While email marketing has been described as 'one of the oldest digital marketing techniques’, it remains highly effective. Conversion rates from marketing emails tend to be about three times higher than from social media.

Email Marketing

Here are our top five tips to bear in mind:

1. Personalise your emails

An email that reads like a generic message sent to hundreds of list members is much less likely to be read and acted on. By starting your email with your list member’s name, you are more likely to catch their attention. With Simplelists, you can add a member’s name into your emails (see how here). You might also want to think about more imaginative ways to customise the content of your email to match with the reader’s age, gender, location etc. Little details like this are likely to give you email a more 'human touch’ and help the email to feel more relevant to the recipient.

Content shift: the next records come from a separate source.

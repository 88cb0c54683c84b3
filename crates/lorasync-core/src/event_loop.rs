// ── Asset event loop ──
//
// Drains the listener channel one frame at a time. Each event's full
// fan-out completes before the next frame is read, so two events for the
// same asset are never reconciled concurrently.

use std::sync::Arc;

use lorasync_api::platform::types::AssetListen;
use tokio::sync::mpsc;
use tokio_util::sync::CancellationToken;
use tracing::{debug, info, warn};

use crate::fanout::TenantFanout;
use crate::model::AssetEvent;

/// Run until `cancel` fires or the listener side of `frames` is dropped.
pub async fn run_event_loop(
    fanout: Arc<TenantFanout>,
    mut frames: mpsc::Receiver<AssetListen>,
    cancel: CancellationToken,
) {
    loop {
        let frame = tokio::select! {
            biased;
            () = cancel.cancelled() => {
                debug!("event loop cancelled");
                break;
            }
            frame = frames.recv() => match frame {
                Some(frame) => frame,
                None => {
                    info!("asset listener closed, event loop exiting");
                    break;
                }
            },
        };

        let asset_id = frame.asset.id;
        let event = match AssetEvent::try_from(frame) {
            Ok(event) => event,
            Err(e) => {
                warn!(asset_id = ?asset_id, error = %e, "asset frame dropped");
                continue;
            }
        };

        let reports = fanout.handle_event(&event).await;
        let failed = reports.iter().filter(|r| r.outcome.is_failure()).count();
        debug!(
            asset_id = ?asset_id,
            tenants = reports.len(),
            failed,
            "asset event processed"
        );
    }
}
// Shared transport configuration for building reqwest::Client instances.
//
// The Network and Platform clients share timeout and user-agent settings
// through this module, avoiding duplicated builder logic.

use std::time::Duration;

use reqwest::StatusCode;
use reqwest::header::HeaderMap;
use serde::de::DeserializeOwned;
use url::Url;

use crate::error::Error;

const USER_AGENT: &str = concat!("lorasync/", env!("CARGO_PKG_VERSION"));

/// Shared transport configuration for building HTTP clients.
#[derive(Debug, Clone)]
pub struct TransportConfig {
    /// Per-request timeout. A hung call blocks its unit of work until this fires.
    pub timeout: Duration,
}

impl Default for TransportConfig {
    fn default() -> Self {
        Self {
            timeout: Duration::from_secs(30),
        }
    }
}

impl TransportConfig {
    pub fn with_timeout(timeout: Duration) -> Self {
        Self { timeout }
    }

    /// Build a `reqwest::Client` with additional default headers.
    ///
    /// Used to inject the bearer token (Network) or `X-API-Key` (Platform).
    pub fn build_client_with_headers(&self, headers: HeaderMap) -> Result<reqwest::Client, Error> {
        reqwest::Client::builder()
            .timeout(self.timeout)
            .user_agent(USER_AGENT)
            .default_headers(headers)
            .build()
            .map_err(|e| Error::ClientBuild(e.to_string()))
    }
}

// ── URL normalization ────────────────────────────────────────────────

/// Ensure the base path ends with `/` so relative joins append instead of replace.
pub(crate) fn normalize_base_url(raw: &str) -> Result<Url, Error> {
    let mut url = Url::parse(raw)?;
    let path = url.path().trim_end_matches('/').to_owned();
    url.set_path(&format!("{path}/"));
    Ok(url)
}

// ── Response handling ────────────────────────────────────────────────

pub(crate) async fn handle_response<T: DeserializeOwned>(
    resp: reqwest::Response,
) -> Result<T, Error> {
    let status = resp.status();
    if status.is_success() {
        let body = resp.text().await?;
        serde_json::from_str(&body).map_err(|e| {
            let preview: String = body.chars().take(200).collect();
            Error::Deserialization {
                message: format!("{e} (body preview: {preview:?})"),
                body,
            }
        })
    } else {
        Err(status_error(status, resp).await)
    }
}

pub(crate) async fn handle_empty(resp: reqwest::Response) -> Result<(), Error> {
    let status = resp.status();
    if status.is_success() {
        Ok(())
    } else {
        Err(status_error(status, resp).await)
    }
}

async fn status_error(status: StatusCode, resp: reqwest::Response) -> Error {
    let url = resp.url().to_string();
    let raw = resp.text().await.unwrap_or_default();
    let message = if raw.is_empty() {
        status.to_string()
    } else {
        raw.chars().take(200).collect()
    };
    Error::Status {
        status: status.as_u16(),
        url,
        message,
    }
}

2. Get to the point and keep it relevant

Recipients like to receive messages that are relevant to them so it’s not a good idea to try to sell or promote something that they didn’t sign up for in the first place. Communicate key messages at the top of your email content, especially as many email clients do not automatically show the whole email. Therefore, the top content needs to motivate recipients to scroll down. It is also a good idea to keep the subject line short and concise. You should try to avoid words that might be seen as 'junk’ by spam filters (e.g. 'free’ or 'cheap’). You can read more about how to write a good subject line in an earlier post on our blog.

3. Use visuals

Today, we access our emails on a variety of devices at different times of the day. We can be at our desk, on the move, commuting, or relaxing at home. So, visuals can be an essential tool for sending an email that is more engaging than your competitors’, catching the eye of the recipient and encouraging them to read it. Images are processed much faster than text by the brain and, as we all know, our attention span is short in an age where emails and other notifications bombard our devices 24 hours a day. Some good ideas to try include: charts/diagrams, graphs, icons, videos (or a thumbnail link to a video), headers and emojis. Every audience is different though, so make sure the visuals you use are suitable for your recipient group.

4. Target/segment the recipients

It is important to remember that the goal of most email marketing campaigns isn’t simply to deliver a message. It can be to raise awareness of an organisation’s work, sell a product, fill in a form, etc. Ultimately, you are prompting a COA (call to action). While following tips 1-3 above will ensure that your email is relevant and engaging, it is also worth thinking about further targeting, or separating your contacts into different groups, depending on certain characteristics/activities. You can then personalise your emails for each group. With Simplelists, you can do this by using multiple lists to manage your contacts.

5. Measure success

At the end of the day, it is not worth putting all of this work in if you do not have a sense of the results that you are achieving. It is a good idea to decide what you would like your 'key performance indicators’ to be. Examples might be:

  • open rate (how many people opened your email);
  • click-through rate (how many people clicked on links in your email);
  • click-to-open rate (the number of unique clicks/number of unique opens);
  • bounce rate (how many emails didn’t get delivered);
  • delivery rate (emails sent, measured against bounces);
  • unsubscribe rate (how many people unsubscribed from your list);
  • referral rate (how many people sent the email on to someone else); and/or
  • number, or proportion of, spam complaints.